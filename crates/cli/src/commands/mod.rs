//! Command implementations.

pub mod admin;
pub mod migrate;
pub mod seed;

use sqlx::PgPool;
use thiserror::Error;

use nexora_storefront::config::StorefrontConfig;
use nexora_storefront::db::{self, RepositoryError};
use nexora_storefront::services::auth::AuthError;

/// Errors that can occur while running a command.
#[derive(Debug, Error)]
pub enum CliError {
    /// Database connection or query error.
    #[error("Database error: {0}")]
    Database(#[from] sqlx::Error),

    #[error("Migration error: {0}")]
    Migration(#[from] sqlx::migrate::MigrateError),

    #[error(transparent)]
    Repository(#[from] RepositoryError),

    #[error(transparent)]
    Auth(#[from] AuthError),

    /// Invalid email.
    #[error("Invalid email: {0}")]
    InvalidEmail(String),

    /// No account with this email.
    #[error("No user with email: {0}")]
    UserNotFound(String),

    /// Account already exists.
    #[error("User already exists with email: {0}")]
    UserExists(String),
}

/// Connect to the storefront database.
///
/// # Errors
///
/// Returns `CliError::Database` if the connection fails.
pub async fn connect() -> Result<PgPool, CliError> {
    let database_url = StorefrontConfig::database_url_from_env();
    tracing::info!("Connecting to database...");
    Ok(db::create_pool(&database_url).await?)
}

_ _ _

* [Exercise description] Keep to the lines above, from the first one through the line where "or query error." appears, and copy them exactly.

* [Written solution]
filename crates/cli/src/commands/mod.rs
//! Command implementations.

pub mod admin;
pub mod migrate;
pub mod seed;

use sqlx::PgPool;
use thiserror::Error;

use nexora_storefront::config::StorefrontConfig;
use nexora_storefront::db::{self, RepositoryError};
use nexora_storefront::services::auth::AuthError;

/// Errors that can occur while running a command.
#[derive(Debug, Error)]
pub enum CliError {
    /// Database connection or query error.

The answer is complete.